- Parent school: National Yang Ming Chiao Tung University
- Established: 2000; 26 years ago
- School type: Public law school
- Dean: Chih-hsiung Chen
- Location: Hsinchu, Taiwan
- Website: law.nycu.edu.tw/en

= National Yang Ming Chiao Tung University School of Law =

The National Yang Ming Chiao Tung University School of Law (NYCU Law) is the law school of National Yang Ming Chiao Tung University, a national university in Hsinchu, Taiwan.

The school has two degree programs: an LL.M. in international law and a Ph.D. in international law. It is one of the few law schools in Taiwan that teaches Anglo-American common law systems, alongside traditional civil law systems.

==Faculty==
As of 2026, NYCU Law has 14 full-time faculty members: eight full professors, three associate professors, and three assistant professors. Part-time faculty consist of six visiting professors.

==Publications==
- The NYCU Law Review is the flagship journal at the NYCU School of Law.

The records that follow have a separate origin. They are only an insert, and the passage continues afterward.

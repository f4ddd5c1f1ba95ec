//! JSON envelopes and extractors.
//!
//! Every response body is `{"success": true, "data": ...}` (lists add a
//! `count`) or `{"success": false, "message": ...}`.

use axum::Json;
use axum::extract::{FromRequest, FromRequestParts};
use axum::http::StatusCode;
use axum::response::{IntoResponse, Response};
use serde::Serialize;

use crate::error::ApiError;

#[derive(Debug, Serialize)]
pub struct ApiResponse<T> {
    pub success: bool,
    #[serde(skip_serializing_if = "Option::is_none")]
    pub count: Option<usize>,
    pub data: T,
}

impl<T: Serialize> ApiResponse<T> {
    pub fn ok(data: T) -> Self {
        Self {
            success: true,
            count: None,
            data,
        }
    }
}

impl<T: Serialize> ApiResponse<Vec<T>> {
    pub fn list(data: Vec<T>) -> Self {
        Self {
            success: true,
            count: Some(data.len()),
            data,
        }
    }
}

impl<T: Serialize> IntoResponse for ApiResponse<T> {
    fn into_response(self) -> Response {
        Json(self).into_response()
    }
}

/// `201 Created` with the new record.
pub fn created<T: Serialize>(data: T) -> (StatusCode, ApiResponse<T>) {
    (StatusCode::CREATED, ApiResponse::ok(data))
}

#[derive(Debug, Serialize)]
pub struct ErrorBody {
    pub success: bool,
    pub message: String,
}

impl ErrorBody {
    pub fn new(message: impl Into<String>) -> Self {
        Self {
            success: false,
            message: message.into(),
        }
    }
}

impl IntoResponse for ErrorBody {
    fn into_response(self) -> Response {
        Json(self).into_response()
    }
}

/// `Json` whose rejections come back as error envelopes.
#[derive(Debug, FromRequest)]
#[from_request(via(axum::Json), rejection(ApiError))]
pub struct ApiJson<T>(pub T);

/// `Query` whose rejections come back as error envelopes.
#[derive(Debug, FromRequestParts)]
#[from_request(via(axum::extract::Query), rejection(ApiError))]
pub struct ApiQuery<T>(pub T);

/// `Path` whose rejections come back as error envelopes.
#[derive(Debug, FromRequestParts)]
#[from_request(via(axum::extract::Path), rejection(ApiError))]
pub struct ApiPath<T>(pub T);

#[cfg(test)]
mod tests {
    use super::*;
    use serde_json::json;

    #[test]
    fn shapes() {
        let one = serde_json::to_value(ApiResponse::ok(json!({"a": 1}))).unwrap();
        assert_eq!(one, json!({"success": true, "data": {"a": 1}}));

        let many = serde_json::to_value(ApiResponse::list(vec![1, 2, 3])).unwrap();
        assert_eq!(many, json!({"success": true, "count": 3, "data": [1, 2, 3]}));

        let err = serde_json::to_value(ErrorBody::new("nope")).unwrap();
        assert_eq!(err, json!({"success": false, "message": "nope"}));
    }
}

- Digital Law Asia is a platform that gathers scholars, practitioners, and legal experts from various regions to engage in academic discussion and analysis on subjects related to digital law in Asia. Digital Law Asia is overseen by a 5-person editorial board, which consists of scholars from three different universities in Taiwan. Digital Law Asia focuses on publishing shorter blog posts, accepting submissions that range from 500 to 2,000 words. In addition to written content, the platform also features multimedia elements such as podcasts and videos. The platform was established by the National Yang Ming Chiao Tung University Center for Digital Governance and Legal Innovation and the School of Law.

==Rankings==
In 2023, NYCU Law was ranked 257 in the world in the subject of law and the 3rd best law school in Taiwan by the QS World University Rankings.

==Research Centers==
The NYCU School of Law hosts research centers producing research and engaging in interdisciplinary legal studies. These research centers include: Center for Digital Governance and Legal Innovation, Center for Enterprise & Entrepreneurship, Center for Trans-Pacific Partnership and Transnational Trade Laws, and Research Center for Financial Regulation and Corporate Governance. The activities of these centers vary; for example, the Center for Digital Governance and Legal Innovation sponsors the Digital Law Asia platform to foster scholarly discussion and critical perspectives on digital law in Asia.